Destinatarios de éste documento: Médicos generales, clínicos, pediatras, terapistas, neonatólogos, farmacéuticos y nutricionistas; Otros (gastroenterólogos, hepatólogos, nefrólogos)
Objetivo: Prescripción racional de la albúmina endovenosa en forma costo-efectiva
Proceso de elaboración: Búsqueda bibliográfica realizada en forma independiente
por distintos miembros del Comité Provincial de Medicamentos, por especialistas en Nefrología, Hepatología y Nutrición. Para la búsqueda bibliográfica se consultó las bases de datos de Medline, Lilacs y la Biblioteca Cochrane. Se consultaron fuentes primarias (trabajos randomizados y controlados) y secundarias (Revisiones sistemáticas y Meta-análisis realizados con una metodología clara, evaluaciones de tecnologías sanitarias y estudios fármaco-económicos). En caso de desacuerdo las diferencias se resuelven por consenso entre los participantes. No hubo áreas de desacuerdo en la elaboración del presente documento.

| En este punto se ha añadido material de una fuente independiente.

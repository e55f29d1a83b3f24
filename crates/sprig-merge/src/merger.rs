//! Merging a named branch into the current branch.

use sprig_dag::{find_split_point, AncestorWalker, TraversalOrder};
use sprig_index::Index;
use sprig_refs::RefStore;
use sprig_store::{Commit, ObjectStore};
use sprig_types::ObjectId;
use sprig_worktree::{Checkout, Worktree};
use tracing::{debug, info};

use crate::engine::{MergeContext, MergeEngine};
use crate::error::{MergeError, MergeResult};

/// How a merge ended.
#[derive(Clone, Debug, PartialEq, Eq)]
pub enum MergeOutcome {
    /// The given branch is already part of the current history.
    AlreadyUpToDate,
    /// The current branch was moved forward to the given tip.
    FastForward { target: ObjectId },
    /// A merge commit was recorded. Conflicted files were committed with
    /// markers and are listed here.
    Merged {
        commit: ObjectId,
        conflicts: Vec<String>,
    },
}

impl MergeOutcome {
    /// The line to show the user, if any.
    pub fn message(&self) -> Option<&'static str> {
        match self {
            Self::AlreadyUpToDate => Some("Given branch is an ancestor of the current branch."),
            Self::FastForward { .. } => Some("Current branch fast-forwarded."),
            Self::Merged { conflicts, .. } if !conflicts.is_empty() => {
                Some("Encountered a merge conflict.")
            }
            Self::Merged { .. } => None,
        }
    }

    pub fn has_conflicts(&self) -> bool {
        matches!(self, Self::Merged { conflicts, .. } if !conflicts.is_empty())
    }
}

/// Merges branches over an object store and ref store.
pub struct Merger<'a> {
    store: &'a dyn ObjectStore,
    refs: &'a dyn RefStore,
    order: TraversalOrder,
}

impl<'a> Merger<'a> {
    pub fn new(store: &'a dyn ObjectStore, refs: &'a dyn RefStore) -> Self {
        Self {
            store,
            refs,
            order: TraversalOrder::default(),
        }
    }

    /// Frontier order used when looking for the split point.
    pub fn with_order(mut self, order: TraversalOrder) -> Self {
        self.order = order;
        self
    }

    /// Merge `branch` into the current branch.
    ///
    /// Refusals are checked in this order, before anything is modified: the
    /// branch must exist, must not be the current branch, the staging area
    /// must be empty, and no untracked file may be in the way of the given
    /// tip. Then:
    ///
    /// - if the given tip is the split point, nothing happens;
    /// - if the current tip is the split point, the working tree and the
    ///   current branch move to the given tip;
    /// - otherwise the three-way merge is applied to `index` and `worktree`
    ///   and a two-parent commit is recorded, even when files conflict.
    ///
    /// The caller persists `index` afterwards.
    pub fn merge_branch(
        &self,
        index: &mut Index,
        worktree: &mut dyn Worktree,
        branch: &str,
    ) -> MergeResult<MergeOutcome> {
        let given = self
            .refs
            .read_branch(branch)?
            .ok_or_else(|| MergeError::BranchNotFound {
                name: branch.to_string(),
            })?;
        let current_branch = self.refs.current_branch()?;
        if current_branch == branch {
            return Err(MergeError::SelfMerge);
        }
        if !index.is_empty() {
            return Err(MergeError::UncommittedChanges);
        }
        let current = self.refs.resolve_branch(&current_branch)?;

        let checkout = Checkout::new(self.store);
        checkout.check_untracked(worktree, &current, index, &given)?;

        let walker = AncestorWalker::new(self.store).with_order(self.order);
        let split = find_split_point(&walker, &current, &given)?;

        if split.commit == given {
            debug!(branch, "given branch already merged");
            return Ok(MergeOutcome::AlreadyUpToDate);
        }
        if split.commit == current {
            checkout.checkout_commit(worktree, &current, &given)?;
            self.refs.write_branch(&current_branch, given)?;
            info!(
                branch = %current_branch,
                target = %given.short_hex(),
                "fast-forwarded"
            );
            return Ok(MergeOutcome::FastForward { target: given });
        }

        let report = {
            let mut ctx = MergeContext::new(index, worktree);
            MergeEngine::new(self.store).merge(&mut ctx, &split.commit, &current, &given)?
        };

        let base = self.store.get_commit(&current)?;
        let files = index.apply_to(&base.files);
        let message = format!("Merged {branch} into {current_branch}.");
        let commit = self
            .store
            .put_commit(&Commit::merge_of(current, given, message, files))?;
        index.clear();
        self.refs.write_branch(&current_branch, commit)?;

        info!(
            branch = %current_branch,
            given = branch,
            commit = %commit.short_hex(),
            conflicts = report.conflicts.len(),
            "recorded merge commit"
        );
        Ok(MergeOutcome::Merged {
            commit,
            conflicts: report.conflicts,
        })
    }
}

3.- AREA DESCRIPTIVA DEL MEDICAMENTO
Nombre genérico: Albúmina
Nombre comercial: Albúmina Laboratorio: Bering
Grupo terapéutico: Sustitutos del plasma y fracciones de proteínas plasmáticas Código ATC: B05AA01
Condiciones Clínicas asociadas: Insuficiencia Hepática, Síndrome Nefrótico
La albúmina es una proteína plasmática que se sintetiza en el hígado a un ritmo de 9-12 g/día en el adulto sano y cuya vida media es de 17-20 días. La concentración sérica normal de la albúmina es de 4 g%, siendo responsable del 75-80% de la presión coloidosmótica del plasma y del transporte de numerosas sustancias endógenas y drogas.
Presentaciones y precio
Forma farmacéutica y dosis Coste por unidad
Según licitación 2008 Coste por DOSIS
Ejemplo costo por litro de ascitis evacuada (luego de extraídos 5 litros) en paciente con ascitis refractaria
Albúmina 20%
frasco ampolla de 50 ml
(Contiene 10 gr de albúmina) 220 pesos 132 pesos
(infundiendo 6 gramos de albúmina/Litro de ascitis)

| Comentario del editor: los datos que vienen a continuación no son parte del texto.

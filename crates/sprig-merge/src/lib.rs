//! Three-way merge engine for Sprig.
//!
//! Merging a branch into the current one happens in three layers:
//!
//! - [`classify`] decides, per file, what to do given its blob in the split
//!   point, the current tip, and the given tip.
//! - [`MergeEngine`] applies those decisions to a [`MergeContext`] (the
//!   staging area plus the working tree), writing conflict markers where
//!   both sides disagree.
//! - [`Merger`] runs the guard checks, resolves the split point, handles
//!   the up-to-date and fast-forward cases, and records the merge commit.

pub mod classify;
pub mod conflict;
pub mod engine;
pub mod error;
pub mod merger;

pub use classify::{classify, MergeAction};
pub use conflict::render_conflict;
pub use engine::{MergeContext, MergeEngine, MergeReport};
pub use error::{MergeError, MergeResult};
pub use merger::{MergeOutcome, Merger};
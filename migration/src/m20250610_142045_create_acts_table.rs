use sea_orm_migration::prelude::*;

#[derive(DeriveMigrationName)]
pub struct Migration;

#[async_trait::async_trait]
impl MigrationTrait for Migration {
    async fn up(&self, manager: &SchemaManager) -> Result<(), DbErr> {
        // Skeleton table: only the ownership FK matters to this layer, the act
        // schema proper lives with the campaign service.
        manager
            .create_table(
                Table::create()
                    .table(Acts::Table)
                    .if_not_exists()
                    .col(
                        ColumnDef::new(Acts::Id)
                            .integer()
                            .not_null()
                            .auto_increment()
                            .primary_key(),
                    )
                    .col(ColumnDef::new(Acts::UserId).integer())
                    .col(
                        ColumnDef::new(Acts::CreatedAt)
                            .timestamp_with_time_zone()
                            .not_null()
                            .default(Expr::current_timestamp()),
                    )
                    .col(
                        ColumnDef::new(Acts::UpdatedAt)
                            .timestamp_with_time_zone()
                            .not_null()
                            .default(Expr::current_timestamp()),
                    )
                    .foreign_key(
                        ForeignKey::create()
                            .name("fk_acts_user_id")
                            .from(Acts::Table, Acts::UserId)
                            .to(Users::Table, Users::Id)
                            .on_delete(ForeignKeyAction::SetNull)
                            .on_update(ForeignKeyAction::Cascade),
                    )
                    .to_owned(),
            )
            .await?;

        manager
            .get_connection()
            .execute_unprepared(
                r#"
                CREATE INDEX idx_acts_user_id
                ON acts (user_id);
                "#,
            )
            .await?;

        manager
            .get_connection()
            .execute_unprepared(
                r#"
                CREATE TRIGGER update_acts_updated_at
                BEFORE UPDATE ON acts
                FOR EACH ROW
                EXECUTE FUNCTION update_updated_at_column();
                "#,
            )
            .await?;

        Ok(())
    }

    async fn down(&self, manager: &SchemaManager) -> Result<(), DbErr> {
        manager
            .get_connection()
            .execute_unprepared("DROP TRIGGER IF EXISTS update_acts_updated_at ON acts")
            .await?;

        manager
            .get_connection()
            .execute_unprepared("DROP INDEX IF EXISTS idx_acts_user_id")
            .await?;

        manager
            .drop_table(Table::drop().table(Acts::Table).to_owned())
            .await
    }
}

#[derive(DeriveIden)]
enum Acts {
    Table,
    Id,
    UserId,
    CreatedAt,
    UpdatedAt,
}

#[derive(DeriveIden)]
enum Users {
    Table,
    Id,
}
pub use sea_orm_migration::prelude::*;

mod m20250610_141502_create_organizations_table;
mod m20250610_141623_create_users_table;
mod m20250610_142045_create_acts_table;
mod m20250610_142120_create_user_acts_table;
mod m20250610_142203_create_answers_table;
mod m20250610_143012_create_influencers_table;
mod m20250610_143155_create_brands_table;

pub struct Migrator;

#[async_trait::async_trait]
impl MigratorTrait for Migrator {
    fn migrations() -> Vec<Box<dyn MigrationTrait>> {
        vec![
            Box::new(m20250610_141502_create_organizations_table::Migration),
            Box::new(m20250610_141623_create_users_table::Migration),
            Box::new(m20250610_142045_create_acts_table::Migration),
            Box::new(m20250610_142120_create_user_acts_table::Migration),
            Box::new(m20250610_142203_create_answers_table::Migration),
            Box::new(m20250610_143012_create_influencers_table::Migration),
            Box::new(m20250610_143155_create_brands_table::Migration),
        ]
    }
}
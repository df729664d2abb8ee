//! Brand profiles hang off a user account the same way influencer profiles
//! do, and share the cascade-on-deactivation behavior.

use sea_orm::entity::prelude::*;
use serde::{Deserialize, Serialize};

use super::status::Status;

#[derive(Clone, Debug, PartialEq, DeriveEntityModel, Serialize, Deserialize)]
#[sea_orm(table_name = "brands")]
pub struct Model {
    #[sea_orm(primary_key)]
    pub id: i32,
    pub user_id: i32,
    pub status: Status,
    pub created_at: DateTimeWithTimeZone,
    pub updated_at: DateTimeWithTimeZone,
}

#[derive(Copy, Clone, Debug, EnumIter, DeriveRelation)]
pub enum Relation {
    #[sea_orm(
        belongs_to = "super::users::Entity",
        from = "Column::UserId",
        to = "super::users::Column::Id",
        on_update = "Cascade",
        on_delete = "Cascade"
    )]
    Users,
}

impl Related<super::users::Entity> for Entity {
    fn to() -> RelationDef {
        Relation::Users.def()
    }
}

impl ActiveModelBehavior for ActiveModel {}
pub mod ports;
pub mod services;
pub mod use_cases;
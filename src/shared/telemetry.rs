use tracing_subscriber::{layer::SubscriberExt, util::SubscriberInitExt};

/// Installs the global tracing subscriber. `RUST_LOG` overrides the default
/// `info` filter.
#[cfg(not(tarpaulin_include))]
pub fn init() {
    tracing_subscriber::registry()
        .with(
            tracing_subscriber::EnvFilter::try_from_default_env()
                .unwrap_or_else(|_| "info".into()),
        )
        .with(tracing_subscriber::fmt::layer())
        .init();
}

Características comparadas con otras tecnologías con la misma indicación disponibles en el Hospital. Alternativa del F.T.P: Plasma fresco congelado
El uso de plasma fresco congelado trae aparejados otros potenciales efectos adversos, como contagio de virus no detectados por métodos actuales de screening. Por ello se prefiere el uso de albúmina, especialmente en pacientes jóvenes.
3.2 Seguridad de la Albúmina endovenosa
Efectos adversos
La administración de albúmina puede producir:
- Reacciones anafilácticas.
- Trastornos de la coagulación.
- Insufuciencia cardíaca congestiva.
- Hipertensión.
- Toxicidad por el aluminio contenido en algunos preparados.
Precauciones:
- Administrar con cautela en pacientes en los que la hipervolemia o la hemodilución pueden significar riesgos. Asegurar el estado de hidratación en pacientes que reciben albúmina al 20% dado que su efecto coloidosmótico es 4 veces el del plasma. Monitorear y corregir balance electrolítico. Si se administran grandes volúmenes hacerlo a temperatura ambiente y controlar hematocrito y coagulación.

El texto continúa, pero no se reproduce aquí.